» Task goal: Go through the material line by line. Say how many lines contain the word "directories", and give nothing more.

BEGIN Working data

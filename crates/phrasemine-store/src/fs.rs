//! Filesystem Stage Store: one `<shard>.json` file per shard per stage.

use std::fs::File;
use std::io::{BufReader, BufWriter, Write};
use std::path::{Path, PathBuf};

use serde::de::DeserializeOwned;
use serde::Serialize;
use tracing::debug;

use crate::types::*;
use phrasemine_core::{DataPaths, Error, Result, ShardName, Stage};

const ARTIFACT_EXT: &str = "json";

/// Stage Store backed by the `raw/`, `processed/` and `key_phrases/` directories.
#[derive(Debug, Clone)]
pub struct FsStageStore {
    parsed: PathBuf,
    normalized: PathBuf,
    extracted: PathBuf,
}

impl FsStageStore {
    /// Open the store over the stage directories of `paths`.
    pub fn new(paths: &DataPaths) -> Self {
        Self {
            parsed: paths.raw.clone(),
            normalized: paths.processed.clone(),
            extracted: paths.key_phrases.clone(),
        }
    }

    /// Path of the artifact for a shard at a persisted stage.
    pub fn artifact_path(&self, stage: Stage, shard: &str) -> Result<PathBuf> {
        let dir = self.stage_dir(stage)?;
        Ok(dir.join(format!("{}.{}", shard, ARTIFACT_EXT)))
    }

    fn stage_dir(&self, stage: Stage) -> Result<&Path> {
        match stage {
            Stage::Parsed => Ok(&self.parsed),
            Stage::Normalized => Ok(&self.normalized),
            Stage::Extracted => Ok(&self.extracted),
            Stage::Raw => Err(Error::Storage("raw shards have no artifact".into())),
        }
    }

    fn read_artifact<T: DeserializeOwned>(&self, stage: Stage, shard: &str) -> Result<T> {
        let path = self.artifact_path(stage, shard)?;
        let file = File::open(&path)
            .map_err(|e| Error::Storage(format!("open {}: {}", path.display(), e)))?;
        let value = serde_json::from_reader(BufReader::new(file))?;
        debug!("Read {} artifact {}", stage, path.display());
        Ok(value)
    }

    /// Serialize to a sibling temp file, then rename into place.
    fn write_artifact<T: Serialize>(&self, stage: Stage, shard: &str, value: &T) -> Result<()> {
        let path = self.artifact_path(stage, shard)?;
        let tmp = path.with_extension(format!("{}.tmp", ARTIFACT_EXT));

        let file = File::create(&tmp)
            .map_err(|e| Error::Storage(format!("create {}: {}", tmp.display(), e)))?;
        let mut writer = BufWriter::new(file);
        serde_json::to_writer(&mut writer, value)?;
        writer
            .flush()
            .map_err(|e| Error::Storage(format!("flush {}: {}", tmp.display(), e)))?;
        drop(writer);

        std::fs::rename(&tmp, &path)
            .map_err(|e| Error::Storage(format!("rename {}: {}", path.display(), e)))?;
        debug!("Wrote {} artifact {}", stage, path.display());
        Ok(())
    }
}

impl StageStore for FsStageStore {
    fn exists(&self, stage: Stage, shard: &str) -> bool {
        self.artifact_path(stage, shard)
            .map(|p| p.is_file())
            .unwrap_or(false)
    }

    fn list(&self, stage: Stage) -> Result<Vec<ShardName>> {
        let dir = self.stage_dir(stage)?;
        let mut shards = Vec::new();
        for entry in std::fs::read_dir(dir)? {
            let path = entry?.path();
            if !path.is_file() || path.extension().and_then(|e| e.to_str()) != Some(ARTIFACT_EXT) {
                continue;
            }
            if let Some(stem) = path.file_stem().and_then(|s| s.to_str()) {
                shards.push(stem.to_string());
            }
        }
        shards.sort();
        Ok(shards)
    }

    fn read_texts(&self, stage: Stage, shard: &str) -> Result<ShardTexts> {
        ensure_text_stage(stage)?;
        self.read_artifact(stage, shard)
    }

    fn write_texts(&self, stage: Stage, shard: &str, docs: &ShardTexts) -> Result<()> {
        ensure_text_stage(stage)?;
        self.write_artifact(stage, shard, docs)
    }

    fn read_keyphrases(&self, shard: &str) -> Result<ShardKeyphrases> {
        self.read_artifact(Stage::Extracted, shard)
    }

    fn write_keyphrases(&self, shard: &str, docs: &ShardKeyphrases) -> Result<()> {
        self.write_artifact(Stage::Extracted, shard, docs)
    }
}

#[cfg(test)]
mod tests {
    use super::*;

    fn test_store() -> (FsStageStore, tempfile::TempDir) {
        let dir = tempfile::tempdir().unwrap();
        let paths = DataPaths::new(dir.path()).unwrap();
        (FsStageStore::new(&paths), dir)
    }

    fn sample_texts() -> ShardTexts {
        let mut docs = ShardTexts::new();
        docs.insert("US001.xml".into(), "battery charging circuit".into());
        docs.insert("US002.xml".into(), String::new());
        docs.insert("US003.xml".into(), "unicode é ß ✓ and \"quotes\"".into());
        docs
    }

    #[test]
    fn test_text_roundtrip() {
        let (store, _dir) = test_store();
        let docs = sample_texts();
        store.write_texts(Stage::Parsed, "shard_a", &docs).unwrap();

        assert!(store.exists(Stage::Parsed, "shard_a"));
        assert!(!store.exists(Stage::Normalized, "shard_a"));
        assert_eq!(store.read_texts(Stage::Parsed, "shard_a").unwrap(), docs);
    }

    #[test]
    fn test_keyphrase_roundtrip() {
        let (store, _dir) = test_store();
        let mut ranked = KeyphraseResult::new();
        ranked.insert(1, "charging circuit".into());
        ranked.insert(2, "battery".into());
        let mut docs = ShardKeyphrases::new();
        docs.insert("US001.xml".into(), ranked);
        docs.insert("US002.xml".into(), KeyphraseResult::new());

        store.write_keyphrases("shard_a", &docs).unwrap();
        assert_eq!(store.read_keyphrases("shard_a").unwrap(), docs);
    }

    #[test]
    fn test_rewrite_is_byte_identical() {
        let (store, _dir) = test_store();
        let docs = sample_texts();
        store.write_texts(Stage::Normalized, "s", &docs).unwrap();
        let path = store.artifact_path(Stage::Normalized, "s").unwrap();
        let first = std::fs::read(&path).unwrap();

        store.write_texts(Stage::Normalized, "s", &docs).unwrap();
        assert_eq!(std::fs::read(&path).unwrap(), first);
    }

    #[test]
    fn test_list_ignores_temp_and_foreign_files() {
        let (store, dir) = test_store();
        store.write_texts(Stage::Parsed, "b", &sample_texts()).unwrap();
        store.write_texts(Stage::Parsed, "a", &sample_texts()).unwrap();
        std::fs::write(dir.path().join("raw").join("notes.txt"), "x").unwrap();
        std::fs::write(dir.path().join("raw").join("c.json.tmp"), "{").unwrap();

        assert_eq!(store.list(Stage::Parsed).unwrap(), vec!["a", "b"]);
        assert!(store.list(Stage::Extracted).unwrap().is_empty());
    }

    #[test]
    fn test_text_write_rejected_for_extracted_stage() {
        let (store, _dir) = test_store();
        let err = store
            .write_texts(Stage::Extracted, "s", &sample_texts())
            .unwrap_err();
        assert!(matches!(err, Error::Storage(_)));
    }

    #[test]
    fn test_missing_artifact_is_storage_error() {
        let (store, _dir) = test_store();
        assert!(matches!(
            store.read_texts(Stage::Parsed, "absent"),
            Err(Error::Storage(_))
        ));
    }
}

END Working data

» Output below: 2